Gurdjieffian Mothers and Daughters

ongoing

 

Thanks in part to an ArtCenter College of Design Faculty Advancement Grant, I have been able to conduct and document four interviews which will be an integral part of a documentary film about four sets of mothers and daughters who were part of a Gurdjieff community in the late 1960’s and 1970’s. There are countless films and books about the Mother Daughter relationship. There are also many, many films and books about the 1960’s and 1970’s, tumultuous eras of countercultural revolution. I’m interested in the place where these two complexities meet – mother daughter relations in a time when feminism constituted a powerful paradigmatic shift affecting the lives of millions. My project is to make a documentary film about four sets of mothers and daughters.

In the winter of 1969, my parents drove from the San Francisco Bay area to Warwick, New York to join a community devoted to the study of G.I. Gurdjieff's teachings. Gurdjieff was an influential, early 20th century Russian mystic, spiritual teacher, and composer who taught that we lack a unified mind-body consciousness and thus live in a state of hypnotic "waking sleep."1 Gurdjieff's method to become more present, or to wake from this state of unconsciousness was called "The Work." Writers, artists, and people from all professions dug wells, chopped down trees, and broke stones by day, while taking part in meetings and sacred dances by night.

While there are fascinating elements to be explored in this spiritual, intentional community, my focus is on the women and girls of this essentially patriarchal group and specifically on learning first-hand how the teachings, situational hierarchies and personal experiences of four mothers and their daughters, shaped who they became in the years during and after their involvement in the Gurdjieff Group. I want to portray their personal stories but also to delve deeper into how their lives were shaped by this formative experience and how their roles in The Group, as it was called, were or were not gendered. These women were mothering in a post-1950’s/1960’s world where, on the one hand, they had chosen an alternative lifestyle and on the other, experienced traditional norms within that collective. They were maintaining households, raising and educating children, keeping chickens and goats, gardening, and making things by hand while at the same time, pursuing consciousness raising activities and studies.
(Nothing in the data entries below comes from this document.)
//! # ddcert-schema: Metadata-Driven Payload Validation
//!
//! Turns a metadata report into a structural schema and validates JSON
//! payloads against it, collecting every defect rather than stopping at the
//! first one.
//!
//! ## Pipeline
//!
//! ```text
//! MetadataReport --generate--> Schema
//! (Schema, payload) --validate--> ErrorMap   (caller-owned, reusable)
//! ErrorMap --combine--> Report
//! ```
//!
//! - [`generate`] is pure: regenerating after changing the report reflects
//!   the change exactly. Nothing is cached between calls.
//! - [`validate`](validate::validate) takes all of its settings through a
//!   per-call [`ValidationContext`]. There is no process-wide state.
//! - [`combine`] never consumes the map; callers may keep accumulating.
//!
//! ## Crate Policy
//!
//! - Depends only on `ddcert-core` internally.
//! - No `unsafe` code.
//! - No `panic!()` or `.unwrap()` outside tests.

pub mod aggregate;
pub mod codegen;
pub mod config;
pub mod generate;
pub mod identifier;
pub mod metadata;
pub mod report;
pub mod schema;
pub mod types;
pub mod validate;

pub use aggregate::{
    DefectEntry, DefectKey, DefectSink, ErrorMap, Occurrence, SharedErrorMap, Severity,
};
pub use config::{FieldOptions, ValidationConfig};
pub use generate::generate;
pub use metadata::{FieldEntry, LookupEntry, MetadataReport, ResourceEntry};
pub use report::{combine, Report, ReportEntry, ReportItem};
pub use schema::{FieldKind, FieldRule, ResourceSchema, Schema};
pub use validate::{validate, ValidationContext, ValidationError};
And unless they were independently wealthy, the men were earning a living, holding down jobs and attending study sessions in the evening so that while the community was striving to be enlightened, traditional gender roles and socio-economic systems were maintained.

Though based in individual and personal experience, the implications of these lives are relevant and important today in matters of women’s rights, motherhood and growing empowered girls.

1 Ouspensky, P. D. (1977). In Search of the Miraculous. pp. 312–313.
2 P.L. Travers, "George Ivanovitch Gurdjieff, " Traditional Studies Press, Toronto: 1973, first published as “Gurdjieff” in Man, Myth and Magic: Encyclopedia of the Supernatural, London: Purnell, 1970–1971, serialized in 111 issues, then bound as 12 volumes.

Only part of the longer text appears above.